Researchers realized that this study still had numerous limitations, including the small sample size, not comparing the baseline knowledge of self-care in the two groups, and the relatively short follow-up period. Therefore, future studies are recommended to be conducted considering a larger sample size and more extended follow-up period. Furthermore, to provide education according to the knowledge of HF patients, it is recommended to develop educational instructions based on the patient's understanding of their disease. This research implemented a simple method of telemonitoring through telephone calls. Future studies are suggested to be performed to develop more comprehensive telemonitoring which is designed based on the patient's readiness to use information technology.
Implications for practice
According to the findings of the present study, structured education and telemonitoring follow-up regarding heart failure care significantly increased heart failure patients' self-care abilities, self-efficacy, and quality of life. The method is simple to be applied to respondents in remote places with less education level.
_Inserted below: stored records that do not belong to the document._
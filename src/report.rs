use std::fmt::Write as _;

use log::info;

use crate::pipeline::{BatchSummary, SpectrumReport};

// ---------------------------------------------------------------------------
// Reporting seam
// ---------------------------------------------------------------------------

/// Consumer of analysed spectra: a plotter, a logger, a test probe.
///
/// The pipeline calls `render` once per successful job, in job order.
pub trait SpectrumSink {
    fn render(&mut self, report: &SpectrumReport);
}

/// Logs one line per spectrum at `info` level.
#[derive(Debug, Default)]
pub struct LogSink;

impl SpectrumSink for LogSink {
    fn render(&mut self, report: &SpectrumReport) {
        match report.peak_in_window() {
            Some(peak) => info!(
                "{} | peak {:.1} nm (|A| = {:.3e}) in [{}, {}] nm",
                report.label(),
                peak.wavelength_nm,
                peak.magnitude,
                report.job.left_nm,
                report.job.right_nm
            ),
            None => info!(
                "{} | no bins in [{}, {}] nm",
                report.label(),
                report.job.left_nm,
                report.job.right_nm
            ),
        }
    }
}

/// Keeps the labels it was shown.
#[derive(Debug, Default)]
pub struct CollectSink {
    pub labels: Vec<String>,
}

impl SpectrumSink for CollectSink {
    fn render(&mut self, report: &SpectrumReport) {
        self.labels.push(report.label());
    }
}

// ---------------------------------------------------------------------------
// Text summary
// ---------------------------------------------------------------------------

/// Plain-text table of a batch run, successes first.
pub fn summary_table(summary: &BatchSummary) -> String {
    let mut out = String::new();

    for job in &summary.succeeded {
        let peak = job
            .peak
            .map(|p| format!("{:.1} nm", p.wavelength_nm))
            .unwrap_or_else(|| "-".to_string());
        let _ = writeln!(
            out,
            "ok      {:<40} N={:<7} Δf={:<10.6} peak {}",
            job.title, job.samples, job.resolution.delta_frequency, peak
        );
    }
    for failure in &summary.failed {
        let _ = writeln!(
            out,
            "FAILED  {} [{}] {}",
            failure.file.display(),
            failure.stage,
            failure.message
        );
    }

    let _ = writeln!(
        out,
        "{} analysed, {} failed",
        summary.succeeded.len(),
        summary.failed.len()
    );
    out
}

#[cfg(test)]
mod tests {
    use super::*;
    use crate::data::model::Resolution;
    use crate::pipeline::{FailureSummary, JobSummary, Stage};
    use std::path::PathBuf;

    #[test]
    fn table_lists_failures_after_successes() {
        let summary = BatchSummary {
            succeeded: vec![JobSummary {
                file: PathBuf::from("files/laser_he_ne_3.txt"),
                title: "Laser He-Ne, resolution 0.52 nm".into(),
                samples: 4096,
                resolution: Resolution {
                    delta_frequency: 0.002,
                    delta_wavelength_nm: 0.5,
                    reference_wavelength_um: 0.5,
                },
                peak: None,
            }],
            failed: vec![FailureSummary {
                file: PathBuf::from("files/autre_jaune.txt"),
                stage: Stage::Load,
                message: "file not found: files/autre_jaune.txt".into(),
            }],
        };

        let table = summary_table(&summary);
        let lines: Vec<&str> = table.lines().collect();
        assert_eq!(lines.len(), 3);
        assert!(lines[0].starts_with("ok"));
        assert!(lines[0].contains("N=4096"));
        assert!(lines[1].starts_with("FAILED  files/autre_jaune.txt [load]"));
        assert_eq!(lines[2], "1 analysed, 1 failed");
    }
}
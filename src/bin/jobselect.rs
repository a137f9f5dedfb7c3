use std::process::ExitCode;
use std::time::Instant;

use clap::{Parser, ValueEnum};
use rand::rngs::SmallRng;
use rand::SeedableRng;
use tracing_subscriber::EnvFilter;

use u_jobselect::config::ProblemConfig;
use u_jobselect::generator::JobGenerator;
use u_jobselect::models::JobIdSequence;
use u_jobselect::render::render_timeline;
use u_jobselect::solver::{ExactSolver, SearchStrategy};
use u_jobselect::validation::{check_feasibility, validate_jobs};

const APP_NAME: &str = env!("CARGO_PKG_NAME");
const VERSION: &str = env!("CARGO_PKG_VERSION");

#[derive(Clone, Copy, ValueEnum)]
enum Strategy {
    /// Memoized include/exclude search
    Memo,
    /// Weighted interval scheduling DP
    Dp,
}

impl From<Strategy> for SearchStrategy {
    fn from(s: Strategy) -> Self {
        match s {
            Strategy::Memo => SearchStrategy::Memoized,
            Strategy::Dp => SearchStrategy::IntervalDp,
        }
    }
}

#[derive(Parser)]
#[command(name = APP_NAME)]
#[command(version = VERSION)]
#[command(about = "Selects the most profitable set of non-overlapping random jobs", long_about = None)]
struct Args {
    /// Seed for the job generator
    #[arg(short, long, default_value_t = 0)]
    seed: u64,

    /// Number of jobs to generate
    #[arg(short, long, default_value_t = ProblemConfig::default().job_count)]
    jobs: usize,

    /// Planning horizon in time slots
    #[arg(long, default_value_t = ProblemConfig::default().horizon)]
    horizon: i64,

    /// Search algorithm
    #[arg(long, value_enum, default_value_t = Strategy::Memo)]
    strategy: Strategy,
}

fn main() -> ExitCode {
    tracing_subscriber::fmt()
        .with_env_filter(EnvFilter::from_default_env())
        .with_writer(std::io::stderr)
        .init();

    match run(Args::parse()) {
        Ok(()) => ExitCode::SUCCESS,
        Err(err) => {
            eprintln!("error: {err}");
            ExitCode::FAILURE
        }
    }
}

fn run(args: Args) -> u_jobselect::Result<()> {
    let config = ProblemConfig::new()
        .with_job_count(args.jobs)
        .with_horizon(args.horizon);
    let generator = JobGenerator::new(config.clone())?;

    let mut rng = SmallRng::seed_from_u64(args.seed);
    let jobs = generator.generate(&mut JobIdSequence::new(), &mut rng)?;
    if let Err(errors) = validate_jobs(&jobs, &config) {
        for e in &errors {
            eprintln!("invalid input: {}", e.message);
        }
    }

    let started = Instant::now();
    let solution = ExactSolver::new()
        .with_strategy(args.strategy.into())
        .solve(&jobs)?;
    println!("Elapsed time: {:.6}", started.elapsed().as_secs_f64());

    print!("{solution}");
    match check_feasibility(&solution) {
        Ok(()) => println!("Feasible: yes"),
        Err(errors) => {
            println!("Feasible: no");
            for e in &errors {
                println!("  {}", e.message);
            }
        }
    }
    println!("{}", render_timeline(&solution, config.horizon));

    Ok(())
}
//! Weighted interval scheduling by dynamic programming.
//!
//! # Algorithm
//!
//! 1. Keep only jobs compatible with the starting selection.
//! 2. Sort them by end time.
//! 3. For the k-th job, `p(k)` = number of jobs ending at or before its start
//!    (binary search over the sorted ends).
//! 4. `best[k]` = better of `best[k-1]` (skip) and `best[p(k)] + job_k` (take),
//!    ranked with the lexicographic objective; ties skip.
//!
//! The objective is additive and its ranking is invariant under a common
//! offset, so the recurrence is exact for the full lexicographic order.
//! Among equally ranked selections it may pick different jobs than the
//! memoized search.
//!
//! # Complexity
//! O(n log n) comparisons plus O(n * L) objective copies, L = priority levels.
//!
//! # Reference
//! Kleinberg & Tardos (2005), "Algorithm Design", Ch. 6.1

use super::SearchStats;
use crate::models::{Job, Objective, Solution};

/// Runs the interval DP over `jobs` starting from `initial`.
pub(super) fn search(jobs: &[Job], initial: &Solution, stats: &mut SearchStats) -> Solution {
    let mut candidates: Vec<Job> = jobs
        .iter()
        .filter(|j| initial.is_job_feasible_to_add(j))
        .copied()
        .collect();
    candidates.sort_by_key(|j| (j.range().end(), j.range().start()));

    let ends: Vec<i64> = candidates.iter().map(|j| j.range().end()).collect();
    let n = candidates.len();

    // Index 0 is the empty prefix; job k (1-based) is candidates[k - 1].
    let mut best: Vec<Objective> = Vec::with_capacity(n + 1);
    let mut take = vec![false; n + 1];
    let mut compatible = vec![0usize; n + 1];
    best.push(Objective::new());

    for k in 1..=n {
        let job = &candidates[k - 1];
        let p = ends.partition_point(|&end| end <= job.range().start());
        compatible[k] = p;

        let with_job = best[p].add_job(job);
        if with_job.is_better(&best[k - 1]) {
            take[k] = true;
            best.push(with_job);
        } else {
            best.push(best[k - 1].clone());
        }
    }

    let mut chosen = Vec::new();
    let mut k = n;
    while k > 0 {
        if take[k] {
            chosen.push(candidates[k - 1]);
            k = compatible[k];
        } else {
            k -= 1;
        }
    }
    chosen.reverse();

    stats.states_visited += n as u64 + 1;
    stats.memo_entries = n + 1;

    chosen
        .iter()
        .fold(initial.clone(), |sol, job| sol.extend_unchecked(job))
}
The strategy can be implemented in the heart failure polyclinic, increasing the patient's capacity for self-management and consequently decrease the rate of readmission.
Acknowledgments
The authors express their gratitude to heart failure patients who participated in this study, the hospital director of Dr. Moewardi Hospital where the study was conducted, as well as the health professionals who contributed to the study. In addition, the researchers thank the University of Muhammadiyah Surakarta for providing grants for this study. The study was approved by the Ethical Committee of Dr. Moewardi Hospital in Surakarta, Central Java, Indonesia. The approval number was 1.112/XII/HREC/2021.
Conflicts of interest
The authors declared no conflict of interest.